Between the years of 1999 and 2003, the use of LTG increased dramatically.4 However, because information on safety of LTG in human pregnancy is still limited, several pregnancy registries have been formed to monitor LTG safety in pregnancy.

Five registries and 1 large prospective study (Table 138) recently summarized human studies of LTG. Overall, most of the reported data did not show evidence of increased teratogenic risk, as the rates of major malformations were well within the expected baseline rates. The exception is the North American Antiepileptic Drug Pregnancy Registry,7 which assessed first-trimester LTG monotherapy exposure (n = 564). The prevalence of major malformations found among exposed infants in the first 5 days of life was 2.7% (95% confidence interval [CI], 1.5%–4.3%). Three infants (0.53%) had isolated cleft palates and 2 infants (0.35%) had isolated cleft lips, resulting in a total of 5 infants (0.89%) with oral clefts. This is an apparent higher prevalence of oral clefts than that observed in the control group (0.037%, n = 221 746). In this control group, the prevalence of isolated cleft palate was 0.016% with relative risk (RR) attributed to LTG of 32.8 (95% CI, 10.6–101.3), and the prevalence of isolated cleft lip was 0.021% with RR attributed to LTG of 17.1 (95% CI, 4.3–68.2).7 These results led to the issue of a report by GlaxoSmithKline Inc and Health Canada, warning of potential risks associated with LTG use.9 The good news is that the observed rates of cleft palate and cleft lip were still very low. Hence, while the relative risk might be high, the absolute risk is minimal. This single study will have to be confirmed by other studies, especially because no other existing registry has corroborated it.

Table 1.

Summary of LTG registries findings

REGISTRY DETAILS REGION INCLUSI ON PERIOD TOTAL NUMBER OF PREGNANCY OUTCOMES MALFORMATION RATES OF LTG MONOTHERAPY MALFORMATION RATES OF LTG + VPA POLYTHERAPY COMMENTS
GlaxoSmithKline International Lamotrigine Pregnancy Registry Interim Report5 38 reporting countries September 1992–March 2005 1246 2.8% (95% CI, 1.8%–4.4%)(n = 707) 11.8% (95% CI, 6.8%–19.3%)(n = 119) 87 retrospectively reported outcomes involving birth defects
UK Epilepsy and Pregnancy Register3 United Kingdom 1996–2005 3607 3.2% (95% CI, 2.1%–4.9%) for all LTG monotherapies(n = 647); 3.2% (95% CI, 2.1%–4.9%) for LTG doses of 200 mg/d or lower; 5.4% (95% CI, 3.3%–8.7%) for LTG doses higher than 200 mg/d 9.6%(95% CI, 5.7%–15.7%) Positive dose-response relationship for malformations in LTG monotherapy; malformation rates in LTG monotherapy at doses higher than 200 mg/d are not statistically different from expectant mothers taking VPA at 1000 mg/d or less
Potential effect should be considered in future studies
Swedish Medical Birth Registry5,6 Sweden 1995–2004 >1300 4.8% (95% CI, 2.5%–8.3%)(n = 248) 27% (n = 30) No consistent malformation pattern
Australian Pregnancy Registry4 Australia 1999–December 2003 565 None reported(n = 61) 4 fetal malformations were observed in LTG polytherapy (n = 70), corresponding to 5.71% incidence rate; all 4 cases of LTG polytherapy with fetal malformations were using LTG with high doses of VPA (more than 1100 mg/d), while those treated with LTG combined with low VPA doses exhibited no fetal malformations
North American Antiepileptic Drug Pregnancy Registry7 North America 1997–January 2006 564 2.7% (95% CI, 1.5%–4.3%)(n = 564) 5 infants (0.89%) had oral clefts; potential increased risk for non-syndromic cleft palate
Meador and colleagues8 United States and United Kingdom October 1999–February 2004 333 1.02% (95% CI, 0.03%–5.6%)(n = 98)

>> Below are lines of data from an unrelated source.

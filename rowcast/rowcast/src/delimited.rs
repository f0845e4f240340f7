//! Delimited text lines for bulk-load sinks.
//!
//! Each row becomes one line: the fields rendered as text, joined by the
//! field delimiter and closed by the line delimiter. Nulls are written as
//! the null literal. Values are not quoted or escaped; the delimiters must
//! be chosen so they do not occur in the data.

use std::io::Write;

use chrono::{NaiveDate, NaiveDateTime, NaiveTime};
use rowcast_convert::RowConverter;
use rowcast_core::{AccessError, Decimal, LogicalTypeRoot, Row, RowWriter};
use tracing::debug;

use crate::error::BatchError;

/// Delimiters and null literal of the line format.
#[derive(Debug, Clone, PartialEq, Eq)]
pub struct DelimitedFormat {
    pub field_delimiter: String,
    pub line_delimiter: String,
    pub null_literal: String,
}

impl Default for DelimitedFormat {
    fn default() -> Self {
        Self {
            field_delimiter: "\t".to_string(),
            line_delimiter: "\n".to_string(),
            null_literal: "\\N".to_string(),
        }
    }
}

impl DelimitedFormat {
    pub fn with_field_delimiter(mut self, delimiter: impl Into<String>) -> Self {
        self.field_delimiter = delimiter.into();
        self
    }

    pub fn with_line_delimiter(mut self, delimiter: impl Into<String>) -> Self {
        self.line_delimiter = delimiter.into();
        self
    }

    pub fn with_null_literal(mut self, literal: impl Into<String>) -> Self {
        self.null_literal = literal.into();
        self
    }
}

/// [`RowWriter`] rendering rows as delimited lines into `W`.
///
/// Booleans are written as `1`/`0`, binary values as lowercase hex, dates
/// as `YYYY-MM-DD`, times and timestamps with as many fractional digits as
/// they carry.
///
/// Fields are held until [`end_row`](Self::end_row) writes the line, so a
/// row that fails part-way writes nothing. Setting a field twice keeps the
/// last value.
pub struct DelimitedRowWriter<W> {
    out: W,
    format: DelimitedFormat,
    cells: Vec<Option<String>>,
    lines: usize,
}

impl<W: Write> DelimitedRowWriter<W> {
    /// Writer for rows of `width` fields.
    pub fn new(out: W, width: usize, format: DelimitedFormat) -> Self {
        Self {
            out,
            format,
            cells: vec![None; width],
            lines: 0,
        }
    }

    pub fn format(&self) -> &DelimitedFormat {
        &self.format
    }

    /// Number of lines written so far.
    pub fn lines(&self) -> usize {
        self.lines
    }

    /// Write the current row as one line; every field must have been set.
    pub fn end_row(&mut self) -> Result<(), AccessError> {
        if let Some(index) = self.cells.iter().position(Option::is_none) {
            return Err(AccessError::new(format!(
                "field {index} was not written in line {}",
                self.lines
            )));
        }
        let mut line = String::new();
        for (index, cell) in self.cells.iter_mut().enumerate() {
            if index > 0 {
                line.push_str(&self.format.field_delimiter);
            }
            line.push_str(cell.take().as_deref().unwrap_or_default());
        }
        line.push_str(&self.format.line_delimiter);
        self.out.write_all(line.as_bytes())?;
        self.lines += 1;
        Ok(())
    }

    /// Drops the fields set for the current line.
    pub fn discard_row(&mut self) {
        self.cells.iter_mut().for_each(|cell| *cell = None);
    }

    pub fn flush(&mut self) -> Result<(), AccessError> {
        Ok(self.out.flush()?)
    }

    pub fn into_inner(self) -> W {
        self.out
    }

    fn put(&mut self, index: usize, text: String) -> Result<(), AccessError> {
        let width = self.cells.len();
        let cell = self.cells.get_mut(index).ok_or_else(|| {
            AccessError::new(format!("field {index} out of range ({width} fields)"))
        })?;
        *cell = Some(text);
        Ok(())
    }
}

impl<W: Write> RowWriter for DelimitedRowWriter<W> {
    fn set_null(&mut self, index: usize, _type_root: LogicalTypeRoot) -> Result<(), AccessError> {
        let literal = self.format.null_literal.clone();
        self.put(index, literal)
    }

    fn set_bool(&mut self, index: usize, v: bool) -> Result<(), AccessError> {
        self.put(index, if v { "1" } else { "0" }.to_string())
    }

    fn set_i8(&mut self, index: usize, v: i8) -> Result<(), AccessError> {
        self.put(index, v.to_string())
    }

    fn set_i16(&mut self, index: usize, v: i16) -> Result<(), AccessError> {
        self.put(index, v.to_string())
    }

    fn set_i32(&mut self, index: usize, v: i32) -> Result<(), AccessError> {
        self.put(index, v.to_string())
    }

    fn set_i64(&mut self, index: usize, v: i64) -> Result<(), AccessError> {
        self.put(index, v.to_string())
    }

    fn set_f32(&mut self, index: usize, v: f32) -> Result<(), AccessError> {
        self.put(index, v.to_string())
    }

    fn set_f64(&mut self, index: usize, v: f64) -> Result<(), AccessError> {
        self.put(index, v.to_string())
    }

    fn set_decimal(&mut self, index: usize, v: Decimal) -> Result<(), AccessError> {
        self.put(index, v.to_string())
    }

    fn set_string(&mut self, index: usize, v: &str) -> Result<(), AccessError> {
        self.put(index, v.to_string())
    }

    fn set_bytes(&mut self, index: usize, v: &[u8]) -> Result<(), AccessError> {
        let hex = v.iter().map(|b| format!("{b:02x}")).collect();
        self.put(index, hex)
    }

    fn set_date(&mut self, index: usize, v: NaiveDate) -> Result<(), AccessError> {
        self.put(index, v.format("%Y-%m-%d").to_string())
    }

    fn set_time(&mut self, index: usize, v: NaiveTime) -> Result<(), AccessError> {
        self.put(index, v.format("%H:%M:%S%.f").to_string())
    }

    fn set_timestamp(&mut self, index: usize, v: NaiveDateTime) -> Result<(), AccessError> {
        self.put(index, v.format("%Y-%m-%d %H:%M:%S%.f").to_string())
    }
}

/// Serialize `rows` as delimited lines into `out`.
///
/// Returns the number of lines written.
pub fn write_delimited<W: Write>(
    converter: &RowConverter,
    rows: &[Row],
    out: W,
    format: DelimitedFormat,
) -> Result<usize, BatchError> {
    debug!(rows = rows.len(), "writing delimited lines");
    let mut writer = DelimitedRowWriter::new(out, converter.len(), format);
    for (row, values) in rows.iter().enumerate() {
        converter
            .serialize(values, &mut writer)
            .map_err(|source| BatchError::Row { row, source })?;
        writer
            .end_row()
            .map_err(|source| BatchError::Line { row, source })?;
    }
    let lines = writer.lines();
    writer.flush().map_err(|source| BatchError::Line {
        row: lines,
        source,
    })?;
    Ok(lines)
}
//! Schema descriptor: ordered field metadata defining a row shape.

mod format;
mod types;

pub use format::format_field_defs;
pub use types::{FieldDef, FieldDefs, LogicalTypeRoot};
use std::fmt::{Error, Write as _};

use super::FieldDef;

/// Format field definitions one per line:
/// `name: { type: DECIMAL(10, 2), nullable: true }`.
///
/// Large-object text fields carry an extra `lob: true` entry.
pub fn format_field_defs(fields: impl AsRef<[FieldDef]>) -> Result<String, Error> {
    let mut out = String::new();
    for field in fields.as_ref() {
        write!(
            out,
            "{}: {{ type: {}, nullable: {}",
            field.name,
            field.type_display(),
            field.nullable
        )?;
        if field.large_object {
            out.push_str(", lob: true");
        }
        out.push_str(" }\n");
    }
    Ok(out)
}
//! Per-minute throughput, power and overclock ceilings for a recipe in a machine.

use crate::applicator::AppliedRecipe;
use crate::catalog::{Catalog, CatalogError, Machine, MachineKind, Recipe, RecipeKind, ResourceWell, TransferMedium};

/// Power generators scale sublinearly with overclock
pub const GENERATOR_EXPONENT: f64 = 1.0 / 1.3;

/// Maximum transfer rates per medium and the time base all rates are expressed in
#[cfg_attr(feature = "serde", derive(serde::Serialize, serde::Deserialize))]
#[cfg_attr(feature = "serde", serde(default))]
#[derive(Debug, Clone, Copy, PartialEq)]
pub struct TransferLimits {
    pub belt_per_minute: f64,
    pub pipe_per_minute: f64,
    /// Seconds per rate window; the default 60 makes every rate per minute
    pub per_minute: f64,
}

impl Default for TransferLimits {
    fn default() -> Self {
        Self {
            belt_per_minute: 1200.0,
            pipe_per_minute: 600.0,
            per_minute: 60.0,
        }
    }
}

impl TransferLimits {
    /// Cap for a medium; `None` means unlimited
    pub fn cap(&self, medium: TransferMedium) -> Option<f64> {
        match medium {
            TransferMedium::Belt => Some(self.belt_per_minute),
            TransferMedium::Pipe => Some(self.pipe_per_minute),
            TransferMedium::None => None,
        }
    }
}

/// Recipe cycles per `per_minutes` seconds for one applied recipe instance
pub fn production_rate(applied: &AppliedRecipe<'_>, per_minutes: f64) -> f64 {
    per_minutes * applied.efficiency_multiplier * applied.producer().efficiency_multiplier() * applied.overclock
        / applied.recipe.duration
}

/// Net power in MW: positive when produced, negative when consumed
pub fn net_energy_rate(recipe: &Recipe, machine: &Machine, overclock: f64, power_production_multiplier: f64) -> f64 {
    let consumption = |base: f64| -base * overclock.powf(machine.power_consumption_exponent);
    match &machine.kind {
        MachineKind::PowerGenerator { power_production } => power_production * overclock.powf(GENERATOR_EXPONENT),
        MachineKind::VariablePowerGenerator {
            power_production_factor,
        } => {
            power_production_factor * power_production_multiplier * overclock.powf(GENERATOR_EXPONENT)
                / recipe.duration
        }
        MachineKind::VariablePowerManufacturing { .. } => match &recipe.kind {
            RecipeKind::Manufacturing {
                variable_power: Some(variable),
            } if variable.factor != 0.0 => consumption(variable.factor),
            _ => consumption(machine.power_consumption),
        },
        MachineKind::Manufacturing { .. }
        | MachineKind::NodeExtractor { .. }
        | MachineKind::FrackingActivator { .. }
        | MachineKind::FrackingExtractor { .. }
        | MachineKind::ItemSink => consumption(machine.power_consumption),
    }
}

/// Binding overclock for one product given its rate at 100% potential
fn binding_overclock(cap: Option<f64>, rate_at_full: f64, ceiling: f64) -> f64 {
    match cap {
        Some(cap) if rate_at_full > 0.0 => (cap / rate_at_full).min(ceiling),
        _ => ceiling,
    }
}

/// Highest overclock at which some product of the recipe still fits its transfer
/// medium, capped by the machine's achievable potential. Per-item limits for the
/// remaining products are left to the LP item balances.
pub fn max_effective_overclock(
    catalog: &Catalog,
    recipe: &Recipe,
    machine: &Machine,
    production_multiplier: f64,
    limits: &TransferLimits,
) -> Result<f64, CatalogError> {
    if !machine.can_change_potential() {
        return Ok(1.0);
    }
    let ceiling = machine.potential.ceiling();
    let mut best: Option<f64> = None;
    for (item_id, amount) in &recipe.products {
        let item = catalog.item(item_id)?;
        let rate_at_full =
            limits.per_minute * amount * machine.efficiency_multiplier() * production_multiplier / recipe.duration;
        let overclock = binding_overclock(limits.cap(item.transfer), rate_at_full, ceiling);
        best = Some(best.map_or(overclock, |b| b.max(overclock)));
    }
    Ok(best.unwrap_or(ceiling))
}

/// Activator overclock for a fracking well: the largest per-product value over
/// every occupied satellite purity.
pub fn max_effective_well_overclock(
    catalog: &Catalog,
    recipe: &Recipe,
    activator: &Machine,
    extractor: &Machine,
    well: &ResourceWell,
    limits: &TransferLimits,
) -> Result<f64, CatalogError> {
    if !activator.can_change_potential() {
        return Ok(1.0);
    }
    let ceiling = activator.potential.ceiling();
    let mut best: Option<f64> = None;
    for (purity_id, count) in &well.satellites {
        if *count == 0 {
            continue;
        }
        let purity = catalog.purity(purity_id)?;
        for (item_id, amount) in &recipe.products {
            let item = catalog.item(item_id)?;
            let rate_at_full = limits.per_minute * amount * extractor.efficiency_multiplier() * purity.efficiency_multiplier
                / recipe.duration;
            let overclock = binding_overclock(limits.cap(item.transfer), rate_at_full, ceiling);
            best = Some(best.map_or(overclock, |b| b.max(overclock)));
        }
    }
    Ok(best.unwrap_or(ceiling))
}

CI—confidence interval, LTG—lamotrigine, VPA—valporic acid.

Proper seizure control is the primary goal in treating women with epilepsy. Patients should understand the risks associated with uncontrolled seizures as well as the teratogenicity of the anticonvulsive medications in question. The benefits of treatment versus the risk of uncontrolled seizures should be discussed with each patient.

If anticonvulsants cannot be avoided, the most appropriate first-line drug for the seizure type should be used at the lowest effective dose, and monotherapy is preferable to polytherapy. In summary, the present reports do not suggest LTG to be a major human teratogen. Because only 1 study suggests increased risk of oral clefts, the finding must be corroborated before causation can be inferred.